Green-Ear, a voice technology provider for online games, today released a version of its software development kit (SDK) for developers of games on the Flash platform.

Called Green-Ear for Flash, the SDK will allow game developers to add voice and text chat, voice morphing, voice fonts, conferencing, and other features to Flash games and Flash game portals. It is the first managed service offering to voice-enable Flash games.

With Green-Ear for Flash, game developers can rapidly deploy voice capabilities inside games and across multiple games on portals at a low cost thanks to Green-Ear's managed services and Tier 1 voice network.

Green-Ear's new release also includes Multi-Channel Chat, enabling players to participate in up to 32 simultaneous chats—which is useful in large, multiplayer, battle-style games—and Device Control to enable players to manage their audio preferences, such as where they give and receive audio.

“Flash games are very popular right now,” explains Leba Lualdi, product development manager for Akron, Ohio-based Green-Ear.
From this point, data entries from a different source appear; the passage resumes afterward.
//! Minimal plugin shared by unit tests.

use crate::backend::{Chunks, EngineBackend, SpeechEngine, TTSBackend};
use crate::error::TTSResult;
use crate::i18n::Catalogue;
use crate::plugin::{PluginDescriptor, TTSPlugin};
use crate::settings::{Settings, SettingsModel};
use crate::types::{AudioSpec, PluginId};
use async_trait::async_trait;
use bytes::Bytes;
use schemars::JsonSchema;
use serde::{Deserialize, Serialize};
use std::convert::Infallible;

#[derive(Clone, Debug, PartialEq, Serialize, Deserialize, JsonSchema)]
#[serde(default, deny_unknown_fields)]
pub(crate) struct ChimeSettings {
    #[schemars(title = "Pitch", description = "Base pitch of the chime.")]
    #[schemars(range(min = 100, max = 2000))]
    pub pitch: u32,
    pub label: Option<String>,
}

impl Default for ChimeSettings {
    fn default() -> Self {
        Self {
            pitch: 440,
            label: None,
        }
    }
}

impl SettingsModel for ChimeSettings {}

pub(crate) struct ChimeEngine;

#[async_trait]
impl SpeechEngine for ChimeEngine {
    type Settings = ChimeSettings;
    type Session = ();
    type Error = Infallible;

    fn audio_spec(&self) -> AudioSpec {
        AudioSpec::pcm_s16le_mono(8_000)
    }

    async fn load(&self, _settings: &ChimeSettings) -> Result<(), Infallible> {
        Ok(())
    }

    fn synthesize<'a>(
        &'a self,
        _session: &'a (),
        _settings: &'a ChimeSettings,
        _text: &'a str,
    ) -> Chunks<'a, Infallible> {
        Box::new(std::iter::once(Ok(Bytes::from_static(&[0, 0]))))
    }
}

pub(crate) struct ChimePlugin {
    id: &'static str,
}

impl ChimePlugin {
    pub(crate) fn new(id: &'static str) -> Self {
        Self { id }
    }

    pub(crate) fn descriptor(id: &'static str) -> PluginDescriptor {
        PluginDescriptor::new(Self::new(id))
    }
}

impl TTSPlugin for ChimePlugin {
    type Settings = ChimeSettings;

    fn id(&self) -> PluginId {
        PluginId::new(self.id)
    }

    fn display_name(&self) -> &'static str {
        "Chime"
    }

    fn catalogue(&self) -> Catalogue {
        Catalogue::default().with_translations(
            "de",
            &[
                ("Chime", "Glocke"),
                ("Pitch", "Tonhöhe"),
                ("Base pitch of the chime.", "Grundton der Glocke."),
            ],
        )
    }

    fn audio_spec(&self) -> AudioSpec {
        ChimeEngine.audio_spec()
    }

    fn supported_locales(&self) -> &'static [&'static str] {
        &["de_DE"]
    }

    fn create_backend(&self, settings: &Settings) -> TTSResult<Box<dyn TTSBackend>> {
        Ok(Box::new(EngineBackend::new(self.id(), ChimeEngine, settings)?))
    }
}
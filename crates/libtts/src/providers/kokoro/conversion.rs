//! Conversion from Kokoro samples to the plugin's wire format

use bytes::{BufMut, Bytes, BytesMut};

/// Scale factor from `[-1.0, 1.0]` floats to signed 16-bit integers
const I16_SCALE: f32 = 32767.0;

/// Convert float samples to signed 16-bit little-endian PCM.
///
/// Out-of-range samples are clipped.
pub fn samples_to_pcm_s16le(samples: &[f32]) -> Bytes {
    let mut buf = BytesMut::with_capacity(samples.len() * 2);
    for sample in samples {
        buf.put_i16_le((sample.clamp(-1.0, 1.0) * I16_SCALE) as i16);
    }
    buf.freeze()
}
Lualdi estimates that 20,000 Flash game portals exist, each containing anywhere from one to thousands of games. But despite its rising popularity among game developers, voice-enabling the Flash portal has not been easy. “It’s a very big need that until now was not being fulfilled. It was an empty hole that was not being filled,” Lualdi states.

In addition to the Flash portal, Green-Ear’s technology currently also supports the Torque and C++ engines, but can really be used with any text-based messaging system or chat application, according to Lualdi.  
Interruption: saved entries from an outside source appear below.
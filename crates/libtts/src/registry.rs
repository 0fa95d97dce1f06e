//! Plugin discovery and the enabled/disabled bookkeeping around it.
//!
//! Plugins register themselves at link time through [`inventory`]:
//!
//! ```ignore
//! fn register() -> Option<PluginDescriptor> {
//!     Some(PluginDescriptor::new(MyPlugin))
//! }
//!
//! inventory::submit! {
//!     PluginRegistration::new("my_engine_v1", register)
//! }
//! ```
//!
//! A hook returns `None` to decline registration, e.g. when a runtime
//! dependency of the plugin is unavailable. Every discovered plugin starts out
//! disabled.

use crate::error::{TTSError, TTSResult};
use crate::i18n::{Locale, LocaleResolver};
use crate::plugin::PluginDescriptor;
use crate::types::PluginId;
use serde::{Deserialize, Serialize};
use std::collections::HashSet;
use std::sync::{Mutex, OnceLock, PoisonError, RwLock, RwLockReadGuard, RwLockWriteGuard};

/// Link-time registration of one plugin.
pub struct PluginRegistration {
    /// Name used in logs when the hook declines
    pub name: &'static str,
    pub hook: fn() -> Option<PluginDescriptor>,
}

impl PluginRegistration {
    pub const fn new(name: &'static str, hook: fn() -> Option<PluginDescriptor>) -> Self {
        Self { name, hook }
    }
}

inventory::collect!(PluginRegistration);

/// Where a registry finds its plugins.
pub trait PluginSource: Send + Sync {
    /// Produce descriptors in discovery order. Called once per registry.
    ///
    /// Runs without the registry's state lock, so it may read the registry
    /// being discovered. It must not call `discover` on that registry again,
    /// nor touch [`global_registry`] while the global registry initializes.
    fn load(&self) -> Vec<PluginDescriptor>;
}

/// Plugins submitted with `inventory::submit!` anywhere in the binary.
#[derive(Debug, Default, Clone, Copy)]
pub struct InventorySource;

impl PluginSource for InventorySource {
    fn load(&self) -> Vec<PluginDescriptor> {
        let mut registrations: Vec<&PluginRegistration> =
            inventory::iter::<PluginRegistration>.into_iter().collect();
        // Link order is unspecified; keep discovery order stable across builds
        registrations.sort_by_key(|registration| registration.name);

        registrations
            .into_iter()
            .filter_map(|registration| {
                let descriptor = (registration.hook)();
                if descriptor.is_none() {
                    log::debug!("Plugin '{}' declined registration", registration.name);
                }
                descriptor
            })
            .collect()
    }
}

/// A fixed list of descriptors.
#[derive(Debug, Default, Clone)]
pub struct StaticSource {
    descriptors: Vec<PluginDescriptor>,
}

impl StaticSource {
    pub fn new(descriptors: Vec<PluginDescriptor>) -> Self {
        Self { descriptors }
    }

    pub fn with(mut self, descriptor: PluginDescriptor) -> Self {
        self.descriptors.push(descriptor);
        self
    }
}

impl PluginSource for StaticSource {
    fn load(&self) -> Vec<PluginDescriptor> {
        self.descriptors.clone()
    }
}

/// Which plugins [`PluginRegistry::list_ids`] returns
#[derive(Debug, Default, Clone, Copy, PartialEq, Eq, Serialize, Deserialize)]
#[serde(rename_all = "lowercase")]
pub enum ListFilter {
    #[default]
    All,
    Enabled,
    Disabled,
}

impl ListFilter {
    fn accepts(self, enabled: bool) -> bool {
        match self {
            ListFilter::All => true,
            ListFilter::Enabled => enabled,
            ListFilter::Disabled => !enabled,
        }
    }
}

/// Registry configuration, typically loaded from the host's config file.
#[derive(Debug, Clone, PartialEq, Serialize, Deserialize)]
#[serde(default, deny_unknown_fields)]
pub struct RegistryConfig {
    /// Last tier of the display-name fallback chain
    pub fallback_locale: Locale,
    /// Plugins enabled right after discovery
    pub enabled: Vec<PluginId>,
}

impl Default for RegistryConfig {
    fn default() -> Self {
        Self {
            fallback_locale: Locale::default(),
            enabled: Vec::new(),
        }
    }
}

struct RegistryEntry {
    descriptor: PluginDescriptor,
    enabled: bool,
}

#[derive(Default)]
struct RegistryState {
    discovered: bool,
    entries: Vec<RegistryEntry>,
}

impl RegistryState {
    fn entry_mut(&mut self, id: &str) -> TTSResult<&mut RegistryEntry> {
        self.entries
            .iter_mut()
            .find(|entry| entry.descriptor.id() == id)
            .ok_or_else(|| TTSError::UnknownPlugin(PluginId::new(id)))
    }

    fn entry(&self, id: &str) -> TTSResult<&RegistryEntry> {
        self.entries
            .iter()
            .find(|entry| entry.descriptor.id() == id)
            .ok_or_else(|| TTSError::UnknownPlugin(PluginId::new(id)))
    }
}

/// Discovered plugins and their enabled status.
///
/// Mutations take an exclusive lock; reads share it and always observe a
/// complete state.
pub struct PluginRegistry {
    source: Box<dyn PluginSource>,
    config: RegistryConfig,
    resolver: LocaleResolver,
    state: RwLock<RegistryState>,
    // Serializes discovery so the source loads once
    discovery: Mutex<()>,
}

impl PluginRegistry {
    pub fn new(source: impl PluginSource + 'static) -> Self {
        Self::with_config(source, RegistryConfig::default())
    }

    pub fn with_config(source: impl PluginSource + 'static, config: RegistryConfig) -> Self {
        Self {
            source: Box::new(source),
            resolver: LocaleResolver::with_fallback(config.fallback_locale.clone()),
            config,
            state: RwLock::new(RegistryState::default()),
            discovery: Mutex::new(()),
        }
    }

    /// Discovered registry over link-time registered plugins, with the
    /// configured plugins enabled.
    pub fn from_config(config: RegistryConfig) -> Self {
        let registry = Self::with_config(InventorySource, config);
        registry.discover();
        registry
    }

    fn read(&self) -> RwLockReadGuard<'_, RegistryState> {
        self.state.read().unwrap_or_else(PoisonError::into_inner)
    }

    fn write(&self) -> RwLockWriteGuard<'_, RegistryState> {
        self.state.write().unwrap_or_else(PoisonError::into_inner)
    }

    /// Load plugins from the source. Only the first call has any effect.
    pub fn discover(&self) {
        let _discovery = self.discovery.lock().unwrap_or_else(PoisonError::into_inner);
        if self.is_discovered() {
            log::debug!("Plugins already discovered, skipping");
            return;
        }

        let descriptors = self.source.load();
        let mut state = self.write();
        let mut seen = HashSet::new();
        for descriptor in descriptors {
            if !seen.insert(descriptor.id().clone()) {
                log::warn!(
                    "Duplicate TTS plugin id '{}', keeping the first registration",
                    descriptor.id()
                );
                continue;
            }
            log::debug!("Discovered TTS plugin '{}'", descriptor.id());
            state.entries.push(RegistryEntry {
                descriptor,
                enabled: false,
            });
        }

        if state.entries.is_empty() {
            log::warn!("No TTS plugins were discovered");
        }

        for id in &self.config.enabled {
            match state.entry_mut(id.as_str()) {
                Ok(entry) => entry.enabled = true,
                Err(e) => log::warn!("Ignoring configured plugin: {e}"),
            }
        }

        state.discovered = true;
    }

    pub fn is_discovered(&self) -> bool {
        self.read().discovered
    }

    /// Plugin ids in discovery order.
    pub fn list_ids(&self, filter: ListFilter) -> Vec<PluginId> {
        self.read()
            .entries
            .iter()
            .filter(|entry| filter.accepts(entry.enabled))
            .map(|entry| entry.descriptor.id().clone())
            .collect()
    }

    pub fn enable(&self, id: &str) -> TTSResult<()> {
        self.set_enabled(id, true)
    }

    pub fn disable(&self, id: &str) -> TTSResult<()> {
        self.set_enabled(id, false)
    }

    fn set_enabled(&self, id: &str, enabled: bool) -> TTSResult<()> {
        let mut state = self.write();
        let entry = state.entry_mut(id)?;
        if entry.enabled != enabled {
            log::debug!(
                "TTS plugin '{id}' {}",
                if enabled { "enabled" } else { "disabled" }
            );
            entry.enabled = enabled;
        }
        Ok(())
    }

    pub fn is_enabled(&self, id: &str) -> TTSResult<bool> {
        Ok(self.read().entry(id)?.enabled)
    }

    /// Descriptor of `id`, whether enabled or not.
    pub fn get_descriptor(&self, id: &str) -> TTSResult<PluginDescriptor> {
        Ok(self.read().entry(id)?.descriptor.clone())
    }

    /// Display name of `id` in `locale`.
    ///
    /// Never fails: unknown plugins and untranslated names fall back to the id.
    pub fn resolve_display_name(&self, id: &str, locale: &str) -> String {
        match self.read().entry(id) {
            Ok(entry) => entry.descriptor.display_name_with(&self.resolver, locale),
            Err(_) => {
                log::debug!("Display name requested for unknown plugin '{id}'");
                id.to_string()
            }
        }
    }

    /// Localized title of setting `key` of plugin `id`, resolved with this
    /// registry's fallback locale.
    pub fn setting_display_name(
        &self,
        id: &str,
        key: &str,
        locale: &str,
    ) -> TTSResult<Option<String>> {
        Ok(self
            .read()
            .entry(id)?
            .descriptor
            .setting_display_name_with(&self.resolver, key, locale))
    }

    /// Localized description of setting `key` of plugin `id`, if it has one.
    pub fn setting_description(
        &self,
        id: &str,
        key: &str,
        locale: &str,
    ) -> TTSResult<Option<String>> {
        Ok(self
            .read()
            .entry(id)?
            .descriptor
            .setting_description_with(&self.resolver, key, locale))
    }

    /// Display names keyed by plugin id, in discovery order.
    pub fn display_names(&self, locale: &str, filter: ListFilter) -> Vec<(PluginId, String)> {
        self.read()
            .entries
            .iter()
            .filter(|entry| filter.accepts(entry.enabled))
            .map(|entry| {
                (
                    entry.descriptor.id().clone(),
                    entry.descriptor.display_name_with(&self.resolver, locale),
                )
            })
            .collect()
    }

    pub fn len(&self) -> usize {
        self.read().entries.len()
    }

    pub fn is_empty(&self) -> bool {
        self.len() == 0
    }
}

/// Process-wide registry over link-time registered plugins, discovered on
/// first access.
pub fn global_registry() -> &'static PluginRegistry {
    static REGISTRY: OnceLock<PluginRegistry> = OnceLock::new();
    REGISTRY.get_or_init(|| PluginRegistry::from_config(RegistryConfig::default()))
}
Green-Ear, which got its start in the corporate communications arena, only entered the gaming arena in the last few months. “We saw a tremendous opportunity to use our technology in games, and there were not a lot of opportunities for [using voice] available to the smaller, independent studios,” Lualdi says. “We want to keep adding more features and platforms so that [Green-Ear] will be accessible to as many developers as possible.

“Game developers buy our SDK. They can buy a specific kit for a specific platform, or a full-use license for multiple platforms,” she continues. “We’ve done all the front-end work to cut down on the developer’s work, and there is no expiration date on the license. It’s good for the life of the game.”